--- Material provided ---

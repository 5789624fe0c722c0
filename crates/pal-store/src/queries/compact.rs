use chrono::{DateTime, Utc};
use pal_types::{CompactEvent, CompactTrigger};
use rusqlite::{params, Connection, Row};

use crate::error::invalid_column;
use crate::Result;

fn row_to_compact(row: &Row) -> rusqlite::Result<CompactEvent> {
    let trigger_raw: String = row.get(2)?;
    Ok(CompactEvent {
        id: row.get(0)?,
        session_id: row.get(1)?,
        trigger_reason: CompactTrigger::parse(&trigger_raw)
            .ok_or_else(|| invalid_column(2, "compact trigger", &trigger_raw))?,
        before_tokens: row.get::<_, i64>(3)? as u64,
        after_tokens: row.get::<_, i64>(4)? as u64,
        preserved_context: row.get(5)?,
        discarded_context: row.get(6)?,
        checkpoint_before: row.get(7)?,
        recovery_hint: row.get(8)?,
        created_at: row.get(9)?,
    })
}

#[allow(clippy::too_many_arguments)]
pub fn insert(
    conn: &Connection,
    session_id: &str,
    trigger: CompactTrigger,
    before_tokens: u64,
    after_tokens: u64,
    preserved_context: Option<&str>,
    discarded_context: Option<&str>,
    checkpoint_before: i64,
    recovery_hint: Option<&str>,
    at: DateTime<Utc>,
) -> Result<i64> {
    conn.execute(
        r#"
        INSERT INTO compact_events (
            session_id, trigger_reason, before_tokens, after_tokens,
            preserved_context, discarded_context, checkpoint_before,
            recovery_hint, created_at
        )
        VALUES (?1, ?2, ?3, ?4, ?5, ?6, ?7, ?8, ?9)
        "#,
        params![
            session_id,
            trigger.as_str(),
            before_tokens as i64,
            after_tokens as i64,
            preserved_context,
            discarded_context,
            checkpoint_before,
            recovery_hint,
            at
        ],
    )?;
    Ok(conn.last_insert_rowid())
}

pub fn list_for_session(
    conn: &Connection,
    session_id: &str,
    limit: usize,
) -> Result<Vec<CompactEvent>> {
    let mut stmt = conn.prepare(&format!(
        "SELECT id, session_id, trigger_reason, before_tokens, after_tokens,
                preserved_context, discarded_context, checkpoint_before, recovery_hint, created_at
         FROM compact_events WHERE session_id = ?1 ORDER BY id DESC LIMIT {}",
        limit
    ))?;
    let compacts = stmt
        .query_map([session_id], row_to_compact)?
        .collect::<std::result::Result<Vec<_>, _>>()?;
    Ok(compacts)
}
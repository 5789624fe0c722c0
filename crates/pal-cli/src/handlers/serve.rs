use std::net::SocketAddr;
use std::time::Duration;

use anyhow::{Context, Result};
use tracing::{info, warn};

use crate::context::CliContext;

/// `pal serve`: the long-lived core process. Sweeps zombies on startup and
/// hourly, then serves the dashboard API until interrupted.
pub fn handle(context: &CliContext, addr: &str) -> Result<()> {
    let addr: SocketAddr = addr
        .parse()
        .with_context(|| format!("invalid listen address {:?}", addr))?;

    let swept = context.services.sessions().sweep_zombies()?;
    if !swept.is_empty() {
        info!(count = swept.len(), "zombie sessions closed on startup");
    }

    let runtime = tokio::runtime::Runtime::new()?;
    runtime.block_on(async {
        let sweeper = {
            let services = context.services.clone();
            tokio::spawn(async move {
                let mut tick = tokio::time::interval(Duration::from_secs(3600));
                tick.tick().await; // immediate first tick already handled
                loop {
                    tick.tick().await;
                    match services.sessions().sweep_zombies() {
                        Ok(swept) if !swept.is_empty() => {
                            info!(count = swept.len(), "zombie sessions closed");
                        }
                        Ok(_) => {}
                        Err(e) => warn!("zombie sweep failed: {}", e),
                    }
                }
            })
        };

        let served = pal_server::serve_http(context.services.clone(), addr).await;
        sweeper.abort();
        served
    })
}
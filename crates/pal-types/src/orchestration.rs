use chrono::{DateTime, Utc};
use serde::{Deserialize, Serialize};

#[derive(Debug, Clone, Copy, PartialEq, Eq, Serialize, Deserialize)]
#[serde(rename_all = "snake_case")]
pub enum OrchestrationStatus {
    Pending,
    Running,
    Complete,
    Failed,
    Blocked,
}

impl OrchestrationStatus {
    pub fn as_str(&self) -> &'static str {
        match self {
            OrchestrationStatus::Pending => "pending",
            OrchestrationStatus::Running => "running",
            OrchestrationStatus::Complete => "complete",
            OrchestrationStatus::Failed => "failed",
            OrchestrationStatus::Blocked => "blocked",
        }
    }

    pub fn parse(s: &str) -> Option<Self> {
        match s {
            "pending" => Some(OrchestrationStatus::Pending),
            "running" => Some(OrchestrationStatus::Running),
            "complete" => Some(OrchestrationStatus::Complete),
            "failed" => Some(OrchestrationStatus::Failed),
            "blocked" => Some(OrchestrationStatus::Blocked),
            _ => None,
        }
    }
}

/// A named bundle of ports run as a unit, with its own progress and
/// lifecycle tracked as a superset of the contained ports.
#[derive(Debug, Clone, Serialize, Deserialize)]
pub struct Orchestration {
    pub id: String,
    pub name: String,
    pub status: OrchestrationStatus,
    #[serde(skip_serializing_if = "Option::is_none")]
    pub build_session_id: Option<String>,
    pub total_ports: u32,
    pub completed_ports: u32,
    /// completed_ports / total_ports * 100.
    pub progress: f64,
    pub created_at: DateTime<Utc>,
    #[serde(skip_serializing_if = "Option::is_none")]
    pub started_at: Option<DateTime<Utc>>,
    #[serde(skip_serializing_if = "Option::is_none")]
    pub completed_at: Option<DateTime<Utc>>,
}

impl Orchestration {
    pub fn recompute_progress(&mut self) {
        self.progress = if self.total_ports == 0 {
            0.0
        } else {
            self.completed_ports as f64 / self.total_ports as f64 * 100.0
        };
    }
}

---

Exercise details:
Out of the entries, pull every line that mentions "CliContext".

Written reply:
use crate::context::CliContext;
pub fn handle(context: &CliContext, addr: &str) -> Result<()> {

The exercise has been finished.